At this point, we are going to remove the predictor of locus of control and rerun the data as that predictor is not providing any predictability. In looking at the r² we see that the number has changed from.531 to now read.529. We currently have a more significant model as the table of coefficients only includes significant predictors. They are explaining about 53% of variation related to self-esteem scores based on the predictors of alienation and social ability. Based on the assessments scores of alienation and social ability, if we know that we have these particular predictors, we can predict what the self-esteem score will be. If we know the assessment scores of alienation and social ability, we can predict the assessment score for self-esteem. Before we interpret the data, we need to be sure that we adhere to particular model assumptions, thus we need to review the histogram and scatter plots. Both indicate there are no problems with the data sets. None suggested.

Inference: Can one predict self-esteem based on alienation and social ability? The regression equation will give us a predicted self-esteem score based on the scores of alienation and social ability.

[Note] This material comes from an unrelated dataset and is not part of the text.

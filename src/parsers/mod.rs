pub mod detail;
pub mod extractor;
pub mod marks;
pub mod summary;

Self-esteem = 5.730 + 5.611 (alienation) +.107 (social ability) This would reflect a change in self-esteem scores based on the scores of alienation and social ability. For instance if social ability score went up 10, the self-esteem score would go up (on average) 1.7 and would = 7.430 The Ho that there is no relationship between self-esteem and locus of control, alienation, and social ability collectively is rejected as the model indicates that there is a relationship. Problem #7 Ductal carcinoma and family history of breast cancer. Hypothesis: Ho: There is no relationship between family history of breast cancer and ductal cancer. Ha: there is a relationship between family history of breast cancer and ductal cancer. Statistical Procedure, Tests and Assumptions: Test: Chi-square (AKA: Cross Tab Analysis) Rationale: This test is being run as there is a categorical dependent variable and a categorical independent variable. Assumptions: 1. No normality or equality of variance assumption 2. Simple random sampling. 3. Observations are independent of one another. Results: In looking at the Case Processing Summary table we can see that data was entered correctly by viewing the totals N=210. By viewing the Cross Tabulation table it appears that SPSS is interpreting the data the right way (observe this by viewing the counts in each category). This table also indicates that positive family history breast cancer and positive for Ductal Carcinoma is 17%, while negative family history breast cancer and positive for Ductal Carcinoma is roughly 6%.

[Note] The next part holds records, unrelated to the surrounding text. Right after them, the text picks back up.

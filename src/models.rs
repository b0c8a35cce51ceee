use chrono::{DateTime, Utc};
use serde::{Deserialize, Serialize};
use std::collections::BTreeMap;
use std::fmt;

/// A student number / password pair. Lives only as long as a login attempt.
#[derive(Clone)]
pub struct Credentials {
    /// The student number used as the TeachAssist username.
    pub identifier: String,
    /// The account password. Never logged, never serialized.
    pub secret: String,
}

impl Credentials {
    pub fn new(identifier: impl Into<String>, secret: impl Into<String>) -> Self {
        Self {
            identifier: identifier.into(),
            secret: secret.into(),
        }
    }
}

impl fmt::Debug for Credentials {
    fn fmt(&self, f: &mut fmt::Formatter<'_>) -> fmt::Result {
        f.debug_struct("Credentials")
            .field("identifier", &self.identifier)
            .field("secret", &"<redacted>")
            .finish()
    }
}

/// Achievement-chart category a mark is recorded under.
#[derive(Debug, Clone, Copy, PartialEq, Eq, PartialOrd, Ord, Hash, Serialize, Deserialize)]
pub enum Category {
    #[serde(rename = "K")]
    Knowledge,
    #[serde(rename = "T")]
    Thinking,
    #[serde(rename = "C")]
    Communication,
    #[serde(rename = "A")]
    Application,
    #[serde(rename = "O")]
    Other,
    #[serde(rename = "F")]
    Final,
}

impl Category {
    /// Categories that carry a course weighting of their own.
    pub const WEIGHTED: [Category; 4] = [
        Category::Knowledge,
        Category::Thinking,
        Category::Communication,
        Category::Application,
    ];

    /// The single-letter code used by the portal and by the UI layer.
    pub fn code(&self) -> char {
        match self {
            Category::Knowledge => 'K',
            Category::Thinking => 'T',
            Category::Communication => 'C',
            Category::Application => 'A',
            Category::Other => 'O',
            Category::Final => 'F',
        }
    }
}

impl fmt::Display for Category {
    fn fmt(&self, f: &mut fmt::Formatter<'_>) -> fmt::Result {
        write!(f, "{}", self.code())
    }
}

/// One scored entry inside a category cell.
#[derive(Debug, Clone, Copy, PartialEq, Serialize, Deserialize)]
pub struct MarkEntry {
    /// Points earned.
    pub earned: f64,
    /// Points available. Zero means the mark has not been released.
    pub total: f64,
    /// Relative weight of this entry inside its category.
    pub weight: f64,
    /// False when the portal flags the work as not finished.
    pub finished: bool,
}

impl MarkEntry {
    pub fn new(earned: f64, total: f64, weight: f64, finished: bool) -> Self {
        Self {
            earned,
            total,
            weight,
            finished,
        }
    }

    /// Placeholder used when a cell is present but its division cannot be read.
    pub fn unknown() -> Self {
        Self::new(0.0, 0.0, 0.0, true)
    }

    /// `earned / total * 100`, or `None` when no total has been released.
    pub fn percentage(&self) -> Option<f64> {
        (self.total > 0.0).then(|| self.earned / self.total * 100.0)
    }

    /// Whether the entry takes part in category averages.
    pub fn counts_toward_average(&self) -> bool {
        self.finished && self.total > 0.0
    }
}

/// A single assignment row from a course detail page.
#[derive(Debug, Clone, PartialEq, Serialize, Deserialize)]
pub struct AssignmentRecord {
    /// The assignment title as shown on the portal.
    pub name: String,
    /// Teacher feedback from the row below the marks, if any.
    pub feedback: Option<String>,
    /// Marks keyed by category. One assignment may score several categories.
    pub category_marks: BTreeMap<Category, Vec<MarkEntry>>,
}

impl AssignmentRecord {
    pub fn new(name: impl Into<String>) -> Self {
        Self {
            name: name.into(),
            feedback: None,
            category_marks: BTreeMap::new(),
        }
    }

    pub fn push_mark(&mut self, category: Category, entry: MarkEntry) {
        self.category_marks.entry(category).or_default().push(entry);
    }

    pub fn marks(&self, category: Category) -> &[MarkEntry] {
        self.category_marks
            .get(&category)
            .map(Vec::as_slice)
            .unwrap_or(&[])
    }
}

/// Category weighting for a course, as percentages.
#[derive(Debug, Clone, PartialEq, Serialize, Deserialize)]
#[serde(transparent)]
pub struct WeightTable(BTreeMap<Category, f64>);

impl Default for WeightTable {
    /// Even split across the four weighted categories.
    fn default() -> Self {
        Self(Category::WEIGHTED.iter().map(|c| (*c, 25.0)).collect())
    }
}

impl WeightTable {
    pub fn new(weights: BTreeMap<Category, f64>) -> Self {
        Self(weights)
    }

    pub fn get(&self, category: Category) -> Option<f64> {
        self.0.get(&category).copied()
    }

    pub fn iter(&self) -> impl Iterator<Item = (Category, f64)> + '_ {
        self.0.iter().map(|(c, w)| (*c, *w))
    }

    pub fn sum(&self) -> f64 {
        self.0.values().sum()
    }

    /// Scales every weight by `100 / sum` so the table adds up to 100.
    ///
    /// A table whose weights sum to zero (or that is empty) cannot be scaled
    /// and is replaced by [`WeightTable::default`].
    pub fn normalized(self) -> Self {
        let sum = self.sum();
        if sum <= 0.0 || !sum.is_finite() {
            tracing::warn!(sum, "weight table cannot be normalized, using even split");
            return Self::default();
        }
        if (sum - 100.0).abs() < 1e-9 {
            return self;
        }
        let factor = 100.0 / sum;
        tracing::debug!(sum, factor, "normalizing weight table");
        Self(self.0.into_iter().map(|(c, w)| (c, w * factor)).collect())
    }
}

/// Which of the three summary patterns produced a course mark.
#[derive(Debug, Clone, Copy, PartialEq, Eq, Serialize, Deserialize)]
pub enum MarkKind {
    Final,
    Midterm,
    Current,
}

/// A mark read straight from the summary table.
#[derive(Debug, Clone, Copy, PartialEq, Serialize, Deserialize)]
pub struct OverallMark {
    pub mark: f64,
    pub kind: MarkKind,
}

impl OverallMark {
    pub fn is_final(&self) -> bool {
        self.kind == MarkKind::Final
    }

    pub fn is_midterm(&self) -> bool {
        self.kind == MarkKind::Midterm
    }
}

/// Course code and display name.
#[derive(Debug, Clone, PartialEq, Eq, Serialize, Deserialize)]
pub struct CourseIdentity {
    pub code: String,
    pub name: String,
}

impl CourseIdentity {
    /// Resolves a code and name from the two fields the portal may fill in.
    ///
    /// Whichever field holds a `"CODE: Name"` string is split at its first
    /// colon. Without a colon the code doubles as the name. Resolving an
    /// already resolved identity returns it unchanged.
    pub fn resolve(code_field: &str, name_field: &str) -> Self {
        let code_field = code_field.trim();
        let name_field = name_field.trim();

        if let Some((code, name)) = code_field.split_once(':') {
            return Self::from_parts(code, name);
        }
        if let Some((code, name)) = name_field.split_once(':') {
            let code = code.trim();
            if code_field.is_empty() || code_field == code {
                return Self::from_parts(code, name);
            }
        }

        let code = if code_field.is_empty() { name_field } else { code_field };
        let name = if name_field.is_empty() { code } else { name_field };
        Self {
            code: code.to_string(),
            name: name.to_string(),
        }
    }

    /// Resolves a single combined string such as `"MHF4U1-01 : Advanced Functions"`.
    pub fn parse(combined: &str) -> Self {
        Self::resolve(combined, "")
    }

    fn from_parts(code: &str, name: &str) -> Self {
        let code = code.trim();
        let name = name.trim();
        let name = if name.is_empty() { code } else { name };
        let code = if code.is_empty() { name } else { code };
        Self {
            code: code.to_string(),
            name: name.to_string(),
        }
    }
}

/// One row of the marks summary table, before any detail page is read.
#[derive(Debug, Clone, PartialEq, Serialize, Deserialize)]
pub struct CourseSummary {
    pub code: String,
    pub name: String,
    /// Classroom, e.g. `"212"`. Empty when the portal leaves it out.
    pub room: String,
    /// Timetable block number, e.g. `"1"` for `Block: P1`.
    pub period: String,
    /// `None` when the mark cell matched no known pattern.
    pub overall: Option<OverallMark>,
    /// Relative link to the `viewReport` detail page.
    pub detail_link: Option<String>,
}

/// Where a course's overall mark came from.
#[derive(Debug, Clone, Copy, PartialEq, Eq, Serialize, Deserialize)]
pub enum MarkSource {
    /// Read from the summary table.
    Portal,
    /// Computed from category sub-marks.
    Derived,
    /// No mark anywhere. The UI must not present this as zero.
    Unavailable,
}

/// A fully assembled course.
#[derive(Debug, Clone, PartialEq, Serialize, Deserialize)]
pub struct CourseRecord {
    pub code: String,
    pub name: String,
    pub room: String,
    pub period: String,
    pub overall_mark: Option<f64>,
    pub is_final: bool,
    pub is_midterm: bool,
    pub detail_link: Option<String>,
    pub assignments: Vec<AssignmentRecord>,
    /// Weighting read from the detail page, already normalized.
    pub weight_table: Option<WeightTable>,
    pub mark_source: MarkSource,
}

impl CourseRecord {
    pub fn has_mark(&self) -> bool {
        self.overall_mark.is_some()
    }
}

/// Everything parsed from one course detail page.
#[derive(Debug, Clone, PartialEq, Serialize, Deserialize)]
pub struct CourseDetail {
    pub assignments: Vec<AssignmentRecord>,
    pub weight_table: Option<WeightTable>,
}

/// The result of one full fetch cycle. Replaces any earlier snapshot wholesale.
#[derive(Debug, Clone, PartialEq, Serialize, Deserialize)]
pub struct CourseSnapshot {
    pub fetched_at: DateTime<Utc>,
    pub courses: Vec<CourseRecord>,
}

The Person Chi-Square significance level of.029 is less then.05 which indicates that this is happening by chance less then 5% of the time. This is happening because there is a relationship between a positive family history of breast cancer and Ductal Carcinoma. In calculating the odds ratio having Ductal carcinoma based on whether you have a positive family history of breast cancer, you have 3.4 greater odds to have Ductal carcinoma if you have a positive family history of breast cancer.

Inference: The Ho that there is no relationship between family history of breast cancer and ductal cancer will be rejected as the data does suggest that there is a relationship between the two.